[Task to carry out] Your job is to write out each record exactly, leaving none out.

↓↓↓

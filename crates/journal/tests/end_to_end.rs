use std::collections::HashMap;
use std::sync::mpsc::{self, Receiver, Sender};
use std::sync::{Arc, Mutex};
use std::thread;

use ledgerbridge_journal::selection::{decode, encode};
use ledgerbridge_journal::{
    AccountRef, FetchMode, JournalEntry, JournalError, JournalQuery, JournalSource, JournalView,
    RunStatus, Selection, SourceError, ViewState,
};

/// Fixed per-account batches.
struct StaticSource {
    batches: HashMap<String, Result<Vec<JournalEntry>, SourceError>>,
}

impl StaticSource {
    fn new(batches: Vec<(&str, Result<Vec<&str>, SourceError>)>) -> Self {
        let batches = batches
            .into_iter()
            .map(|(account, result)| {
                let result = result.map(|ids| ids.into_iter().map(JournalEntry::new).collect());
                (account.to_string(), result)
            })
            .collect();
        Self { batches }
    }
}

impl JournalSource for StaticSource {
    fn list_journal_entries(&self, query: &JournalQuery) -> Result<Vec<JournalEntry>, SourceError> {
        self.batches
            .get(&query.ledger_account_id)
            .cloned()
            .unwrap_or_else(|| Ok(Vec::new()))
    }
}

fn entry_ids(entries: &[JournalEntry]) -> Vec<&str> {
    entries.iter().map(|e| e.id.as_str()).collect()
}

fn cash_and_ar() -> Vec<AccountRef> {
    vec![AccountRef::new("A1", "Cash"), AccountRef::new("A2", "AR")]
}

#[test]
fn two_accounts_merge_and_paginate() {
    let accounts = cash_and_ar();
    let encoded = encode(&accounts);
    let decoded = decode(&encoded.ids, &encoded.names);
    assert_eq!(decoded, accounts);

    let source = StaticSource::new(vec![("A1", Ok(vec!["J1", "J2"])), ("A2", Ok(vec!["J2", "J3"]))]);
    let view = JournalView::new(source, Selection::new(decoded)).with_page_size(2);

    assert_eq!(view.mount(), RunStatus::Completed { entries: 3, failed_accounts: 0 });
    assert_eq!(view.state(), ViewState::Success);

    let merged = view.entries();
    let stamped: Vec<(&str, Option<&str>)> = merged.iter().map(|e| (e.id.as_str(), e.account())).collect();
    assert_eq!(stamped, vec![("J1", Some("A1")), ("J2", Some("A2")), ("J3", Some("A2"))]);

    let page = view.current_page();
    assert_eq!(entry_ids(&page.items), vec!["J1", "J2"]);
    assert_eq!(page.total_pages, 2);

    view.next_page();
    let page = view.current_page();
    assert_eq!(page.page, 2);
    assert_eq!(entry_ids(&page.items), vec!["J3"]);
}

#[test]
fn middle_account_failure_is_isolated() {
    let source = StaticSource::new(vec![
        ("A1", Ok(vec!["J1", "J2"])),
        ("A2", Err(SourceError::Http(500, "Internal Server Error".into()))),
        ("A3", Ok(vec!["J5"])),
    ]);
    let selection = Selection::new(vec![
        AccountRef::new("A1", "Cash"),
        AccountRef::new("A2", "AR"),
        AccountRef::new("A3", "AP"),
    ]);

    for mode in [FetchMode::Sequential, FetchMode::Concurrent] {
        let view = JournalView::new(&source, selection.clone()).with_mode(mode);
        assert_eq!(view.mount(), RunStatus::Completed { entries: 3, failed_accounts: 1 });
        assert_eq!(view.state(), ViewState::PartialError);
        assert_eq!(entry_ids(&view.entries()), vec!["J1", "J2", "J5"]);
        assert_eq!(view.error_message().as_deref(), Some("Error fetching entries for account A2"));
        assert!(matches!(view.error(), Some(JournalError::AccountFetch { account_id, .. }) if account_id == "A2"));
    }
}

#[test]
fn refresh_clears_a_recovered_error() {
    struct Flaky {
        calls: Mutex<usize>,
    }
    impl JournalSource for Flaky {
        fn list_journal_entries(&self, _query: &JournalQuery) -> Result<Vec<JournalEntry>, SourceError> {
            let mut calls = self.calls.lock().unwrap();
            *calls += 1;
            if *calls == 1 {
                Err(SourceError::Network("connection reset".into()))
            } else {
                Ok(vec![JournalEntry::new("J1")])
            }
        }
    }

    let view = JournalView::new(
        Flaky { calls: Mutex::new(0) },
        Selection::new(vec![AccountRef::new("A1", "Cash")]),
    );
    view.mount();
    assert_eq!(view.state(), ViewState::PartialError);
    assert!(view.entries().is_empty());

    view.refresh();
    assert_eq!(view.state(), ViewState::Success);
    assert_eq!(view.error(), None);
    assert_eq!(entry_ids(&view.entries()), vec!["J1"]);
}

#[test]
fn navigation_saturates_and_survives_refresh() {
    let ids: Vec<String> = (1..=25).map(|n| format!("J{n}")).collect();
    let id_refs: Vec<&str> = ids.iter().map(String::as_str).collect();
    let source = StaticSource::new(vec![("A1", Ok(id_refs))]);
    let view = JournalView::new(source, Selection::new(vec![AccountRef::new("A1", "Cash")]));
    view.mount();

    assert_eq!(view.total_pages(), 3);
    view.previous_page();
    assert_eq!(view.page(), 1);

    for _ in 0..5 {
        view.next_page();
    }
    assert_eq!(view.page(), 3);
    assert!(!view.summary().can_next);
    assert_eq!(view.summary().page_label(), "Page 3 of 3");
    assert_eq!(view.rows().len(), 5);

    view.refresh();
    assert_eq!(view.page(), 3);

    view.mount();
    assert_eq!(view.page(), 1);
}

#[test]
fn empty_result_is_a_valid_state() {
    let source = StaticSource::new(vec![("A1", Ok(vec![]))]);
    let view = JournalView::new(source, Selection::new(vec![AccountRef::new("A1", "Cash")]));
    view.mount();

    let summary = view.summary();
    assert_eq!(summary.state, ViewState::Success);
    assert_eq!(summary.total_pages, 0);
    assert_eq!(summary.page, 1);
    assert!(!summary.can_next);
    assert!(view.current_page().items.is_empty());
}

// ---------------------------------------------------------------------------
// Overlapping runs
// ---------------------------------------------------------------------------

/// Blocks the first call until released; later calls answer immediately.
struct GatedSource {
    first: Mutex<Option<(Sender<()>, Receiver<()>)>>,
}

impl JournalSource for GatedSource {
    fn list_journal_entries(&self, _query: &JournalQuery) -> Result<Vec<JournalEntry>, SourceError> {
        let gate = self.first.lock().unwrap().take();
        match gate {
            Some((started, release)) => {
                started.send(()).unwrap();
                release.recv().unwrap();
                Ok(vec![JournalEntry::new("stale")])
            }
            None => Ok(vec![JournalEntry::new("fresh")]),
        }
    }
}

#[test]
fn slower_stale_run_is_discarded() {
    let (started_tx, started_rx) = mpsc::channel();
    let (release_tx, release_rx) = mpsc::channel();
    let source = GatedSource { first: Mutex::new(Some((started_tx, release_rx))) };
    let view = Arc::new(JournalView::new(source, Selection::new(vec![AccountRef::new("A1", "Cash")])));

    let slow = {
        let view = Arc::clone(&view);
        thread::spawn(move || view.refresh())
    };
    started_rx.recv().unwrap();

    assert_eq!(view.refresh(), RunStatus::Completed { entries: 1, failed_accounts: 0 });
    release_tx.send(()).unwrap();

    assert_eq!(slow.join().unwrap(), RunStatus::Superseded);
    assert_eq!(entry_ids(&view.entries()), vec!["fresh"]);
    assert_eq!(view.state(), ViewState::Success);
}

↑↑↑

[Answer box]
filename crates/journal/tests/end_to_end.rs
use std::collections::HashMap;
use std::sync::mpsc::{self, Receiver, Sender};
use std::sync::{Arc, Mutex};
use std::thread;

use ledgerbridge_journal::selection::{decode, encode};
use ledgerbridge_journal::{
    AccountRef, FetchMode, JournalEntry, JournalError, JournalQuery, JournalSource, JournalView,
    RunStatus, Selection, SourceError, ViewState,
};

/// Fixed per-account batches.
struct StaticSource {
    batches: HashMap<String, Result<Vec<JournalEntry>, SourceError>>,
}

impl StaticSource {
    fn new(batches: Vec<(&str, Result<Vec<&str>, SourceError>)>) -> Self {
        let batches = batches
            .into_iter()
            .map(|(account, result)| {
                let result = result.map(|ids| ids.into_iter().map(JournalEntry::new).collect());
                (account.to_string(), result)
            })
            .collect();
        Self { batches }
    }
}

impl JournalSource for StaticSource {
    fn list_journal_entries(&self, query: &JournalQuery) -> Result<Vec<JournalEntry>, SourceError> {
        self.batches
            .get(&query.ledger_account_id)
            .cloned()
            .unwrap_or_else(|| Ok(Vec::new()))
    }
}

fn entry_ids(entries: &[JournalEntry]) -> Vec<&str> {
    entries.iter().map(|e| e.id.as_str()).collect()
}

fn cash_and_ar() -> Vec<AccountRef> {
    vec![AccountRef::new("A1", "Cash"), AccountRef::new("A2", "AR")]
}

#[test]
fn two_accounts_merge_and_paginate() {
    let accounts = cash_and_ar();
    let encoded = encode(&accounts);
    let decoded = decode(&encoded.ids, &encoded.names);
    assert_eq!(decoded, accounts);

    let source = StaticSource::new(vec![("A1", Ok(vec!["J1", "J2"])), ("A2", Ok(vec!["J2", "J3"]))]);
    let view = JournalView::new(source, Selection::new(decoded)).with_page_size(2);

    assert_eq!(view.mount(), RunStatus::Completed { entries: 3, failed_accounts: 0 });
    assert_eq!(view.state(), ViewState::Success);

    let merged = view.entries();
    let stamped: Vec<(&str, Option<&str>)> = merged.iter().map(|e| (e.id.as_str(), e.account())).collect();
    assert_eq!(stamped, vec![("J1", Some("A1")), ("J2", Some("A2")), ("J3", Some("A2"))]);

    let page = view.current_page();
    assert_eq!(entry_ids(&page.items), vec!["J1", "J2"]);
    assert_eq!(page.total_pages, 2);

    view.next_page();
    let page = view.current_page();
    assert_eq!(page.page, 2);
    assert_eq!(entry_ids(&page.items), vec!["J3"]);
}

#[test]
fn middle_account_failure_is_isolated() {
    let source = StaticSource::new(vec![
        ("A1", Ok(vec!["J1", "J2"])),
        ("A2", Err(SourceError::Http(500, "Internal Server Error".into()))),
        ("A3", Ok(vec!["J5"])),
    ]);
    let selection = Selection::new(vec![
        AccountRef::new("A1", "Cash"),
        AccountRef::new("A2", "AR"),
        AccountRef::new("A3", "AP"),
    ]);

    for mode in [FetchMode::Sequential, FetchMode::Concurrent] {
        let view = JournalView::new(&source, selection.clone()).with_mode(mode);
        assert_eq!(view.mount(), RunStatus::Completed { entries: 3, failed_accounts: 1 });
        assert_eq!(view.state(), ViewState::PartialError);
        assert_eq!(entry_ids(&view.entries()), vec!["J1", "J2", "J5"]);
        assert_eq!(view.error_message().as_deref(), Some("Error fetching entries for account A2"));
        assert!(matches!(view.error(), Some(JournalError::AccountFetch { account_id, .. }) if account_id == "A2"));
    }
}

#[test]
fn refresh_clears_a_recovered_error() {
    struct Flaky {
        calls: Mutex<usize>,
    }
    impl JournalSource for Flaky {
        fn list_journal_entries(&self, _query: &JournalQuery) -> Result<Vec<JournalEntry>, SourceError> {
            let mut calls = self.calls.lock().unwrap();
            *calls += 1;
            if *calls == 1 {
                Err(SourceError::Network("connection reset".into()))
            } else {
                Ok(vec![JournalEntry::new("J1")])
            }
        }
    }

    let view = JournalView::new(
        Flaky { calls: Mutex::new(0) },
        Selection::new(vec![AccountRef::new("A1", "Cash")]),
    );
    view.mount();
    assert_eq!(view.state(), ViewState::PartialError);
    assert!(view.entries().is_empty());

    view.refresh();
    assert_eq!(view.state(), ViewState::Success);
    assert_eq!(view.error(), None);
    assert_eq!(entry_ids(&view.entries()), vec!["J1"]);
}

#[test]
fn navigation_saturates_and_survives_refresh() {
    let ids: Vec<String> = (1..=25).map(|n| format!("J{n}")).collect();
    let id_refs: Vec<&str> = ids.iter().map(String::as_str).collect();
    let source = StaticSource::new(vec![("A1", Ok(id_refs))]);
    let view = JournalView::new(source, Selection::new(vec![AccountRef::new("A1", "Cash")]));
    view.mount();

    assert_eq!(view.total_pages(), 3);
    view.previous_page();
    assert_eq!(view.page(), 1);

    for _ in 0..5 {
        view.next_page();
    }
    assert_eq!(view.page(), 3);
    assert!(!view.summary().can_next);
    assert_eq!(view.summary().page_label(), "Page 3 of 3");
    assert_eq!(view.rows().len(), 5);

    view.refresh();
    assert_eq!(view.page(), 3);

    view.mount();
    assert_eq!(view.page(), 1);
}

#[test]
fn empty_result_is_a_valid_state() {
    let source = StaticSource::new(vec![("A1", Ok(vec![]))]);
    let view = JournalView::new(source, Selection::new(vec![AccountRef::new("A1", "Cash")]));
    view.mount();

    let summary = view.summary();
    assert_eq!(summary.state, ViewState::Success);
    assert_eq!(summary.total_pages, 0);
    assert_eq!(summary.page, 1);
    assert!(!summary.can_next);
    assert!(view.current_page().items.is_empty());
}

// ---------------------------------------------------------------------------
// Overlapping runs
// ---------------------------------------------------------------------------

/// Blocks the first call until released; later calls answer immediately.
struct GatedSource {
    first: Mutex<Option<(Sender<()>, Receiver<()>)>>,
}

impl JournalSource for GatedSource {
    fn list_journal_entries(&self, _query: &JournalQuery) -> Result<Vec<JournalEntry>, SourceError> {
        let gate = self.first.lock().unwrap().take();
        match gate {
            Some((started, release)) => {
                started.send(()).unwrap();
                release.recv().unwrap();
                Ok(vec![JournalEntry::new("stale")])
            }
            None => Ok(vec![JournalEntry::new("fresh")]),
        }
    }
}

#[test]
fn slower_stale_run_is_discarded() {
    let (started_tx, started_rx) = mpsc::channel();
    let (release_tx, release_rx) = mpsc::channel();
    let source = GatedSource { first: Mutex::new(Some((started_tx, release_rx))) };
    let view = Arc::new(JournalView::new(source, Selection::new(vec![AccountRef::new("A1", "Cash")])));

    let slow = {
        let view = Arc::clone(&view);
        thread::spawn(move || view.refresh())
    };
    started_rx.recv().unwrap();

    assert_eq!(view.refresh(), RunStatus::Completed { entries: 1, failed_accounts: 0 });
    release_tx.send(()).unwrap();

    assert_eq!(slow.join().unwrap(), RunStatus::Superseded);
    assert_eq!(entry_ids(&view.entries()), vec!["fresh"]);
    assert_eq!(view.state(), ViewState::Success);
}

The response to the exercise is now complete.